EXERCISE PROMPT => When you spot the word "shift" in a line of the data below, copy that line.

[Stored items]
=====
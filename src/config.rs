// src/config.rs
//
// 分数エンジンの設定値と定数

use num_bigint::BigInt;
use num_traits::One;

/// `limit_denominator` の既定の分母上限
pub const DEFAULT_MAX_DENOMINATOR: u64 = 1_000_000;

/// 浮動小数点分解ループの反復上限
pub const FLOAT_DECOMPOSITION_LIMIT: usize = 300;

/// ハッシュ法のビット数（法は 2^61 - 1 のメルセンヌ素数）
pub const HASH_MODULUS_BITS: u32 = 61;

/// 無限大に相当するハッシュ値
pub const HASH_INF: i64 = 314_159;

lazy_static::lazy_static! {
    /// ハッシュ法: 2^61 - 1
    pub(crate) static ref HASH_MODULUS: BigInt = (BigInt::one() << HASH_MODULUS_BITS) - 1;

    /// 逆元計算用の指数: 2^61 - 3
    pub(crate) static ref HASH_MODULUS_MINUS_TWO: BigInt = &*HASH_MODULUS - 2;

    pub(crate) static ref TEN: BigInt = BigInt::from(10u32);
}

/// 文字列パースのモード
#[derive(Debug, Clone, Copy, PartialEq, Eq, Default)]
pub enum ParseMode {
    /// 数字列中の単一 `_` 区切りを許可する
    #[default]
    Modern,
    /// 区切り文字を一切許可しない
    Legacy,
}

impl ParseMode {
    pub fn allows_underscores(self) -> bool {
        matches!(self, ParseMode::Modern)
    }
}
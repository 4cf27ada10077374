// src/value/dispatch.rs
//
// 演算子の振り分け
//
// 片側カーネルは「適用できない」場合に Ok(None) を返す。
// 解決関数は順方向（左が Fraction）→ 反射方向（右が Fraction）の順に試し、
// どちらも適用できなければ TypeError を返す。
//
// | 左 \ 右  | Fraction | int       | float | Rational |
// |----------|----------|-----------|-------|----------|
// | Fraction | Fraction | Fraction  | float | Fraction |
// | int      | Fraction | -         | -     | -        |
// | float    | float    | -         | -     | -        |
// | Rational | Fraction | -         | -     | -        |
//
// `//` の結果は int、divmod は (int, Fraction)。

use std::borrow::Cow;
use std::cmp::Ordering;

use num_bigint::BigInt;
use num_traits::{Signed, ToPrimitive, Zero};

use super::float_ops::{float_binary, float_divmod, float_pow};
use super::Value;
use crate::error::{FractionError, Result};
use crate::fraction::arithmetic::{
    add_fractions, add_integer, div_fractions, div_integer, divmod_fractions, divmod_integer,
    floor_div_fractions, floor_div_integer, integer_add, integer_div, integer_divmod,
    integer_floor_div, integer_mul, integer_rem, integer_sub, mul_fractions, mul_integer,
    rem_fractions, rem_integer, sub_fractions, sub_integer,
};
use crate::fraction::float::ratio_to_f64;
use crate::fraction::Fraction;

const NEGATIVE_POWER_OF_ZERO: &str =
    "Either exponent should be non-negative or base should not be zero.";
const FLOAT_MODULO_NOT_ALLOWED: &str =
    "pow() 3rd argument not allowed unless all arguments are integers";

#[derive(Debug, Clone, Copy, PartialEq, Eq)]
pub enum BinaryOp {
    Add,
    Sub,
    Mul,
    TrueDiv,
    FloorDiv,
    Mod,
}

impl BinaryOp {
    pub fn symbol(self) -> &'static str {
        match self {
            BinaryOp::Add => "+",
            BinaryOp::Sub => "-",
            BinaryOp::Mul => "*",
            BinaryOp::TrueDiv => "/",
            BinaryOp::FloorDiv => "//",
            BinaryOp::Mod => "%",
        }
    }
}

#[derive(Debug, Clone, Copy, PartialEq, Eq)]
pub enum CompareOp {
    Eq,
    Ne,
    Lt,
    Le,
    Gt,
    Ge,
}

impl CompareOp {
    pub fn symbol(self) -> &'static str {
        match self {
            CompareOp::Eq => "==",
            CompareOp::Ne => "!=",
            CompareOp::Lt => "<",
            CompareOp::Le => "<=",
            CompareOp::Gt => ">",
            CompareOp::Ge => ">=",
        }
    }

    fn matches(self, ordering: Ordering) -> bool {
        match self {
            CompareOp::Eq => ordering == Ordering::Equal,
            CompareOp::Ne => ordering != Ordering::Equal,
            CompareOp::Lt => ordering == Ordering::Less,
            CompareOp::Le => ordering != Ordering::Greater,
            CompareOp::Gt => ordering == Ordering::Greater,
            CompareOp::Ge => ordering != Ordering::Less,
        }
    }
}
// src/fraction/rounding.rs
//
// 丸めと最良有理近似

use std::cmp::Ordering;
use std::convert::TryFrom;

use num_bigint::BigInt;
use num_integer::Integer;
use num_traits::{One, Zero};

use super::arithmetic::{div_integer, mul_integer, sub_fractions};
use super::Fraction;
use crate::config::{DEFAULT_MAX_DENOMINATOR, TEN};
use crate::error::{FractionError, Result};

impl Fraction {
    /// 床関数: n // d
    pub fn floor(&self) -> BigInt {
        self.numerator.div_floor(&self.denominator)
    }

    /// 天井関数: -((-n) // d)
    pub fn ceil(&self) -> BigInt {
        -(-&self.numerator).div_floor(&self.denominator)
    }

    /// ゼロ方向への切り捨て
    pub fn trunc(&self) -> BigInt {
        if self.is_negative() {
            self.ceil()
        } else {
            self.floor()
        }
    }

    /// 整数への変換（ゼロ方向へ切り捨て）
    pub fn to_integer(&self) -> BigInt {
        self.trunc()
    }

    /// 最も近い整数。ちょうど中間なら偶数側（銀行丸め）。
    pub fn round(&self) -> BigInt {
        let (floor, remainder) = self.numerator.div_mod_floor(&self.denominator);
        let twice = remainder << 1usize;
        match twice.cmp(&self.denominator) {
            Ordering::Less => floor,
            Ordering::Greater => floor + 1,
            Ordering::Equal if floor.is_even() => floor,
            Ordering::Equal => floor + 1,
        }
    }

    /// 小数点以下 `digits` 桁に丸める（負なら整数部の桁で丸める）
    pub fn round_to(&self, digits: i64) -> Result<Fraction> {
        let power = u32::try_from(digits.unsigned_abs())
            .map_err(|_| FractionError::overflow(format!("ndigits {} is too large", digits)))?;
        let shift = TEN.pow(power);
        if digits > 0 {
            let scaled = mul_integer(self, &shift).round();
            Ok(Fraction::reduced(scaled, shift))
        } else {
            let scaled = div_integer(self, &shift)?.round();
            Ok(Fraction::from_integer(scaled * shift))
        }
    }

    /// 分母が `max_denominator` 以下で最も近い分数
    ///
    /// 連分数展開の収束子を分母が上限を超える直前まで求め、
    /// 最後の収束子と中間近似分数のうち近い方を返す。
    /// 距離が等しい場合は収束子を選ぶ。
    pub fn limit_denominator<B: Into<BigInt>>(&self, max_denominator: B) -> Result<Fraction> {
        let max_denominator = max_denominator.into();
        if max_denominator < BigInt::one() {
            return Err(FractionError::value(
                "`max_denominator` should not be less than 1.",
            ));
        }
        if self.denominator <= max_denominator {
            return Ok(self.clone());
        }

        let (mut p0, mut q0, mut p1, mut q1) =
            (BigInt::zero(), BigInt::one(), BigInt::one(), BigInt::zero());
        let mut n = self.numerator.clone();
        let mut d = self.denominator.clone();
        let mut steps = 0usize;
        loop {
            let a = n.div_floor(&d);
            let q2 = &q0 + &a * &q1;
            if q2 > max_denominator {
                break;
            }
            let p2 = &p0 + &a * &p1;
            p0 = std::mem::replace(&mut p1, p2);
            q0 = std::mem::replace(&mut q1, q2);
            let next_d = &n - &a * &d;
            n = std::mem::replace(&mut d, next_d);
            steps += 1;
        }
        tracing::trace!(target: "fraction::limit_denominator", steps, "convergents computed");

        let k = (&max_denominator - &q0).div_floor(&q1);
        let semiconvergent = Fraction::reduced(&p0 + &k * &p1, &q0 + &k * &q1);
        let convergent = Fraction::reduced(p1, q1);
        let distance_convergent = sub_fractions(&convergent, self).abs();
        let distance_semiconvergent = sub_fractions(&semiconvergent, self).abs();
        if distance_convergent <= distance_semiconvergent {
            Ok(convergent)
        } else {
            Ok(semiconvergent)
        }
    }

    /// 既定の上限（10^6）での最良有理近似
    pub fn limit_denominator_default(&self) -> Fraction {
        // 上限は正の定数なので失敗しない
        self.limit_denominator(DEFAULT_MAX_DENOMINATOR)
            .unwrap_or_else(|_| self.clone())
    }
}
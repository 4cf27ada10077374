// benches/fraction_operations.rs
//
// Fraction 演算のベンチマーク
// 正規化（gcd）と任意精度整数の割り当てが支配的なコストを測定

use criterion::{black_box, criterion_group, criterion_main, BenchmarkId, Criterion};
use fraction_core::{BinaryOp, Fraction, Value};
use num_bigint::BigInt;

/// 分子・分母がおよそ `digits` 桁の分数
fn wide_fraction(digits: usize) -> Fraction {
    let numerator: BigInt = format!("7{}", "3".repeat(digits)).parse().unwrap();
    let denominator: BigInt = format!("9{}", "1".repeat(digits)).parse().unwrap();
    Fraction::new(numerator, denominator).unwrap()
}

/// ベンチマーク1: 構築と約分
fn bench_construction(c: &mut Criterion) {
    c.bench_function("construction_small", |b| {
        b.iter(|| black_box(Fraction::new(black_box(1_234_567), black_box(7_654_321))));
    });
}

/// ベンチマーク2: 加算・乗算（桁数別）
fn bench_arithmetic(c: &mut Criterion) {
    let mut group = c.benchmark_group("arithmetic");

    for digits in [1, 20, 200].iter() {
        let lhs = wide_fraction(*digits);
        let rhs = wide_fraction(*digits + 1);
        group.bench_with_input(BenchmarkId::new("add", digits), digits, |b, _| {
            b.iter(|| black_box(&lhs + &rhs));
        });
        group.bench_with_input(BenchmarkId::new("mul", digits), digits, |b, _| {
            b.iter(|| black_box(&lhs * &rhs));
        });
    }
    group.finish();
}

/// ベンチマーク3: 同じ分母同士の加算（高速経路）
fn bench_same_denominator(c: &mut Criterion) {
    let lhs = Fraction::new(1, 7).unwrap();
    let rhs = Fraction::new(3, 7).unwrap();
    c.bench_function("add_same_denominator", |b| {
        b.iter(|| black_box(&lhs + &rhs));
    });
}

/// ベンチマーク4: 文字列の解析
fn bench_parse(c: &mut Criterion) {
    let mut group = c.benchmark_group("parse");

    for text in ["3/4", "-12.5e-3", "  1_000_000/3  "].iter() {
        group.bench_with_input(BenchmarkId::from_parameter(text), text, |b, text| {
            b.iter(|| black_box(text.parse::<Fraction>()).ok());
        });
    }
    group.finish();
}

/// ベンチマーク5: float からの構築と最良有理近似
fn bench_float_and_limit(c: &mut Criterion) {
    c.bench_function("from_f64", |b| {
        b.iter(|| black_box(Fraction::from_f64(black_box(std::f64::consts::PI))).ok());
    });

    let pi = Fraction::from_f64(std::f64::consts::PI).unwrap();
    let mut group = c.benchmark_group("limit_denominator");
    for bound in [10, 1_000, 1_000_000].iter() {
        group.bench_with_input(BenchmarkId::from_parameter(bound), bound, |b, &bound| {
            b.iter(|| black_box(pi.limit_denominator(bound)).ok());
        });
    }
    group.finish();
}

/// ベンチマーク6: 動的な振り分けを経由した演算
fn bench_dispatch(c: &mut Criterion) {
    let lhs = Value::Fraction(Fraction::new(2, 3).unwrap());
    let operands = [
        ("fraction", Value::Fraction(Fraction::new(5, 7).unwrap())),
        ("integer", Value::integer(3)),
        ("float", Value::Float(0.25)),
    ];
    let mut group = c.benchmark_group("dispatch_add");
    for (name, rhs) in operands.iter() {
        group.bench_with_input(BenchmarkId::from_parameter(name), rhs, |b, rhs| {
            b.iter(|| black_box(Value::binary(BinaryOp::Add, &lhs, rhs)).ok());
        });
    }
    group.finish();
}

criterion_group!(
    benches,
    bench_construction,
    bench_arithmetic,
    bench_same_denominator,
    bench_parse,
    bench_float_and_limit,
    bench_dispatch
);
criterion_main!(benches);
=====
ANSWER SECTION =>
        let shift = TEN.pow(power);
            let scaled = mul_integer(self, &shift).round();
            Ok(Fraction::reduced(scaled, shift))
            let scaled = div_integer(self, &shift)?.round();
            Ok(Fraction::from_integer(scaled * shift))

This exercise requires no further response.